Eng Diana, Vogel Walter K, Flann Nicholas S, Gross Michael K, Kioussi Chrissa
Department of Pharmaceutical Sciences, College of Pharmacy, Oregon State University, Corvallis, OR 97331, USA.
Department of Computer Science, Utah State University, United States, Institute for Systems Biology, Seattle, United States.
Open Access Bioinformatics. 2014 Sep 10;6(2014):1-11. doi: 10.2147/OAB.S59043.

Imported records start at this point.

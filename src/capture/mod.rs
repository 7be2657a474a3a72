use std::fs::OpenOptions;
use std::io::Write;
use std::path::{Path, PathBuf};
use std::sync::OnceLock;

use chrono::{DateTime, Utc};
use regex::Regex;
use serde::{Deserialize, Serialize};
use thiserror::Error;

/// Syntactic check only: local-part "@" domain "." tld. Deliverability is
/// out of scope.
fn email_pattern() -> &'static Regex {
    static PATTERN: OnceLock<Regex> = OnceLock::new();
    PATTERN.get_or_init(|| {
        Regex::new(r"^[^\s@]+@[^\s@]+\.[^\s@]+$").expect("valid email pattern")
    })
}

#[derive(Debug, Error)]
pub enum CaptureError {
    #[error("invalid email address: {0}")]
    InvalidEmail(String),
    #[error("capture store I/O error: {0}")]
    Io(#[from] std::io::Error),
    #[error("capture record serialization error: {0}")]
    Serialize(#[from] serde_json::Error),
}

#[derive(Debug, Clone, Serialize, Deserialize)]
#[serde(rename_all = "camelCase")]
pub struct CaptureRecord {
    pub email: String,
    pub captured_at: DateTime<Utc>,
}

impl CaptureRecord {
    /// Validates the address and stamps it with the current UTC time.
    pub fn new(email: &str) -> Result<Self, CaptureError> {
        let email = email.trim();
        if !email_pattern().is_match(email) {
            return Err(CaptureError::InvalidEmail(email.to_string()));
        }
        Ok(Self {
            email: email.to_string(),
            captured_at: Utc::now(),
        })
    }
}

/// Append-only record of captured addresses. The engine never touches this;
/// it belongs entirely to the presentation layer.
pub trait CaptureStore: Send + Sync {
    fn append(&self, record: &CaptureRecord) -> Result<(), CaptureError>;
}

/// JSON-lines file store, one record per line. No locking: appends of a
/// single short line are the only write pattern the gate needs.
#[derive(Debug, Clone)]
pub struct FileCaptureStore {
    path: PathBuf,
}

impl FileCaptureStore {
    pub fn new(path: impl Into<PathBuf>) -> Self {
        Self { path: path.into() }
    }

    pub fn path(&self) -> &Path {
        &self.path
    }
}

impl CaptureStore for FileCaptureStore {
    fn append(&self, record: &CaptureRecord) -> Result<(), CaptureError> {
        let mut file = OpenOptions::new()
            .create(true)
            .append(true)
            .open(&self.path)?;
        let mut line = serde_json::to_string(record)?;
        line.push('\n');
        file.write_all(line.as_bytes())?;
        Ok(())
    }
}

#[cfg(test)]
mod tests {
    use super::*;

    #[test]
    fn accepts_plain_addresses() {
        for email in ["user@example.com", "a.b+c@sub.domain.org", "  padded@host.io  "] {
            assert!(CaptureRecord::new(email).is_ok(), "rejected {email}");
        }
    }

    #[test]
    fn rejects_malformed_addresses() {
        for email in ["", "plain", "no-at.example.com", "user@no-tld", "two@@x.com", "a b@x.com"] {
            assert!(
                matches!(CaptureRecord::new(email), Err(CaptureError::InvalidEmail(_))),
                "accepted {email}"
            );
        }
    }

    #[test]
    fn file_store_appends_one_json_line_per_record() {
        let dir = tempfile::tempdir().expect("temp dir");
        let store = FileCaptureStore::new(dir.path().join("captured.jsonl"));

        for email in ["first@example.com", "second@example.com"] {
            let record = CaptureRecord::new(email).expect("valid email");
            store.append(&record).expect("append must succeed");
        }

        let contents = std::fs::read_to_string(store.path()).expect("store file exists");
        let lines: Vec<&str> = contents.lines().collect();
        assert_eq!(lines.len(), 2);

        let first: CaptureRecord = serde_json::from_str(lines[0]).expect("valid record json");
        assert_eq!(first.email, "first@example.com");
        let second: CaptureRecord = serde_json::from_str(lines[1]).expect("valid record json");
        assert_eq!(second.email, "second@example.com");
    }
}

Cell types are defined at the molecular level during embryogenesis by a process called pattern formation and created by the selective utilization of combinations of sequence specific transcription factors. Developmental programs define the sets of genes that are available to each particular cell type, and real-time biochemical signaling interactions define the extent to which these sets are used at any given time and place. Gene expression is regulated through the integrated action of many -regulatory elements, including core promoters, enhancers, silencers, and insulators. The chromatin state in developing body parts provides a code to cellular populations that direct their cell fates. Chromatin profiling has been a method of choice for mapping regulatory sequences in cells that go through developmental transitions.
We used antibodies against histone H3 lysine 4 trimethylations (H3K4me3) a modification associated with promoters and open/active chromatin, histone H3 lysine 27 trimethylations (H3K27me3) associated with Polycomb-repressed regions and RNA polymerase II (Pol2) associated with transcriptional initiation to identify the chromatin state signature of the mouse forelimb during mid-gestation, at embryonic day 12 (E12). The families of genes marked included those related to transcriptional regulation and embryogenesis. One third of the marked genes were transcriptionally active while only a small fraction were bivalent marked. Sequence specific transcription factors that were activated were involved in cell specification including bone and muscle formation.
Our results demonstrate that embryonic limb cells do not exhibit the plasticity of the ES cells but are rather programmed for a finer tuning for cell lineage specification.
细胞类型在胚胎发育过程中通过一种称为模式形成的过程在分子水平上得以确定,该过程由对序列特异性转录因子组合的选择性利用所产生。发育程序定义了每种特定细胞类型可利用的基因集,而实时生化信号相互作用则决定了这些基因集在任何给定时间和地点的使用程度。基因表达通过许多调控元件的综合作用来调节,这些调控元件包括核心启动子、增强子、沉默子和绝缘子。发育中身体部位的染色质状态为指导细胞命运的细胞群体提供了一种编码。染色质分析一直是绘制经历发育转变的细胞中调控序列的首选方法。
我们使用了针对组蛋白H3赖氨酸4三甲基化(H3K4me3,一种与启动子及开放/活性染色质相关的修饰)、组蛋白H3赖氨酸27三甲基化(H3K27me3,与多梳蛋白抑制区域相关)以及与转录起始相关的RNA聚合酶II(Pol2)的抗体,来鉴定妊娠中期(胚胎第12天,E12)小鼠前肢的染色质状态特征。被标记的基因家族包括那些与转录调控和胚胎发生相关的基因。三分之一的被标记基因具有转录活性,而只有一小部分具有双价标记。被激活的序列特异性转录因子参与了细胞特化,包括骨骼和肌肉的形成。
我们的结果表明,胚胎肢体细胞不表现出胚胎干细胞的可塑性,而是为细胞谱系特化进行了更精细的编程。